_WHAT TO DO_
Show every line of the data below that includes the word "existing".

::::

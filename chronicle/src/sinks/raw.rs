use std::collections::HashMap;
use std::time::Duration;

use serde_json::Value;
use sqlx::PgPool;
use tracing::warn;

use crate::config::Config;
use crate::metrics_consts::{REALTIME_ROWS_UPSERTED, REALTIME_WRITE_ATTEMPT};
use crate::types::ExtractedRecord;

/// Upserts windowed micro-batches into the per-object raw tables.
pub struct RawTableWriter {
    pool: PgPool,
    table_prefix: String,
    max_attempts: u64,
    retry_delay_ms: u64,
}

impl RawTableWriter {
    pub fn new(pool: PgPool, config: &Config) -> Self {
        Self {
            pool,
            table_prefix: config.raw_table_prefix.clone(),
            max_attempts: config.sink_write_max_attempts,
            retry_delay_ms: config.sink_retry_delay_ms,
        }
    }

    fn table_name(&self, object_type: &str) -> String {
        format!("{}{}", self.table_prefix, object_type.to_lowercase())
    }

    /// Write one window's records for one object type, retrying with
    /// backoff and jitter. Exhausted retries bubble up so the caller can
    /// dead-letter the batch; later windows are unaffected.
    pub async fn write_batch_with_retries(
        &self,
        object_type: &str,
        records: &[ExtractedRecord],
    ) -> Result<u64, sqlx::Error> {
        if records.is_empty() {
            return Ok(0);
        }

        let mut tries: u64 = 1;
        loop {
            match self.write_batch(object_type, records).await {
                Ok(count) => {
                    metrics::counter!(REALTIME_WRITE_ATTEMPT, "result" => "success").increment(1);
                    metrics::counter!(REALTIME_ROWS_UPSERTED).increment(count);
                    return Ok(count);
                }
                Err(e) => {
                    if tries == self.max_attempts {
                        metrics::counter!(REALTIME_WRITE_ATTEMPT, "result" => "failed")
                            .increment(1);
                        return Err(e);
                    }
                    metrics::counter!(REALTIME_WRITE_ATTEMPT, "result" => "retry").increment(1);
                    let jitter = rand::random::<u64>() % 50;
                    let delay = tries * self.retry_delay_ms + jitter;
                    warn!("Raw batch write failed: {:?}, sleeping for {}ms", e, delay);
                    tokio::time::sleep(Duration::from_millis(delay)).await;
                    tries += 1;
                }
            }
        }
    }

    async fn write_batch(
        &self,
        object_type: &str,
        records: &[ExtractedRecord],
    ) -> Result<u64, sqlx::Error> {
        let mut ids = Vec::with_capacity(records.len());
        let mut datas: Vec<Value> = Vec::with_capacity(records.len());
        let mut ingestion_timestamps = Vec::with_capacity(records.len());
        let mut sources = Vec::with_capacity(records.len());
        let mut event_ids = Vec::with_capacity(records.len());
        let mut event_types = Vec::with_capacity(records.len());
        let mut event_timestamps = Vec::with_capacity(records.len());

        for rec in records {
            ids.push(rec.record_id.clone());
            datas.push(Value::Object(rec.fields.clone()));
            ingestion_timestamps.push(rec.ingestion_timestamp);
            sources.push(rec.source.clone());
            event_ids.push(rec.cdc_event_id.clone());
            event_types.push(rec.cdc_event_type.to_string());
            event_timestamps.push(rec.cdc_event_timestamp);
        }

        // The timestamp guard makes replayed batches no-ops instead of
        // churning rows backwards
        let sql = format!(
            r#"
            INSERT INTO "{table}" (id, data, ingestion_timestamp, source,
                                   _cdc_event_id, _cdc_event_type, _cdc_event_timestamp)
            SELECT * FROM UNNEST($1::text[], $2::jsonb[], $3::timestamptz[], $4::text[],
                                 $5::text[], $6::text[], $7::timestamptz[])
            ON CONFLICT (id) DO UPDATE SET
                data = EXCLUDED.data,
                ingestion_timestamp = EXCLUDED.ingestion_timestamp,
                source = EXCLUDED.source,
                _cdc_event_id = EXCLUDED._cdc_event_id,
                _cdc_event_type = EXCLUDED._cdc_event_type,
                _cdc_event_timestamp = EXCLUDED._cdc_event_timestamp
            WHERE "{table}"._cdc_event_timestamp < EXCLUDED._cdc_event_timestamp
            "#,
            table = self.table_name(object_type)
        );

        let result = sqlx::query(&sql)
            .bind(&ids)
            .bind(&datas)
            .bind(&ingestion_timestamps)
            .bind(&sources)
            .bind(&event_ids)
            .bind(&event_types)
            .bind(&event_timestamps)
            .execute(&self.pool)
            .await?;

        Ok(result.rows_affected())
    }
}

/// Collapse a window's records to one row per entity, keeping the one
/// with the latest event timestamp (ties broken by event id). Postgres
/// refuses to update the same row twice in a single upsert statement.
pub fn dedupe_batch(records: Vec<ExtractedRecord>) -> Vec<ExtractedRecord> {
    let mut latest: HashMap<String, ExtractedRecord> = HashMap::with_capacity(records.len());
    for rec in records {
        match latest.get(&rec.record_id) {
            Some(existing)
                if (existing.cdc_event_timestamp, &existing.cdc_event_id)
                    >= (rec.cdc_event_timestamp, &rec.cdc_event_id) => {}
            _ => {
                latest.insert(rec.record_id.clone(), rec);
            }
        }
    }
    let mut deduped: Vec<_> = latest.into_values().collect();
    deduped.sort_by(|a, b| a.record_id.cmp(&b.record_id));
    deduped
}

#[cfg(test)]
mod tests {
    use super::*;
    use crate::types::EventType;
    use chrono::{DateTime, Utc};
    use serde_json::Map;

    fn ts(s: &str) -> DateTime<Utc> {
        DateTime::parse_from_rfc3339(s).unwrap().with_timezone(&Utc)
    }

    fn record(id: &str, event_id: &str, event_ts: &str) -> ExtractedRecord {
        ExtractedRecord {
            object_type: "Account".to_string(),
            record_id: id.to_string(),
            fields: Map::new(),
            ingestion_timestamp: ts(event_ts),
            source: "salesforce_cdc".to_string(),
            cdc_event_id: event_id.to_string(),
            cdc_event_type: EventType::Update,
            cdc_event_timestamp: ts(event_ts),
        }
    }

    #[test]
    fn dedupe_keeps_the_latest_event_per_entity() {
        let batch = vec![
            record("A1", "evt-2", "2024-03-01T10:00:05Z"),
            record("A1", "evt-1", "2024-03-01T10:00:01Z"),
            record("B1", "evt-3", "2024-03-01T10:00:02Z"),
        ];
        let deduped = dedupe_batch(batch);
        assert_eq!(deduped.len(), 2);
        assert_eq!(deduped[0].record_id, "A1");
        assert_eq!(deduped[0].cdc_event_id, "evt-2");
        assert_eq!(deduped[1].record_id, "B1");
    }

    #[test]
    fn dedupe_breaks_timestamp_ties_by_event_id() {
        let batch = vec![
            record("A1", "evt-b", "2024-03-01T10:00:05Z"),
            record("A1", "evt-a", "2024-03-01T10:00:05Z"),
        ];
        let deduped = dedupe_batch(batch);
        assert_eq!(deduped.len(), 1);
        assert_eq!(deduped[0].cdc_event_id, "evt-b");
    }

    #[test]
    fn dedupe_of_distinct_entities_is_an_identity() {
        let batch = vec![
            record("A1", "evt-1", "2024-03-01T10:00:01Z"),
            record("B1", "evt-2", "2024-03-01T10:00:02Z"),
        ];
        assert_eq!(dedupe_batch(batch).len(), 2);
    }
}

::::

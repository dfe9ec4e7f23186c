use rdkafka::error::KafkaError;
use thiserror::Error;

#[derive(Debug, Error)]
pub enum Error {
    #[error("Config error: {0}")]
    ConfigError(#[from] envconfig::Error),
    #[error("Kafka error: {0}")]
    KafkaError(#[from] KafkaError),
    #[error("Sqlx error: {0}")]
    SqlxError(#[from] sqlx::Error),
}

::::

_OUTPUT OF THE TASK_
            Some(existing)
                if (existing.cdc_event_timestamp, &existing.cdc_event_id)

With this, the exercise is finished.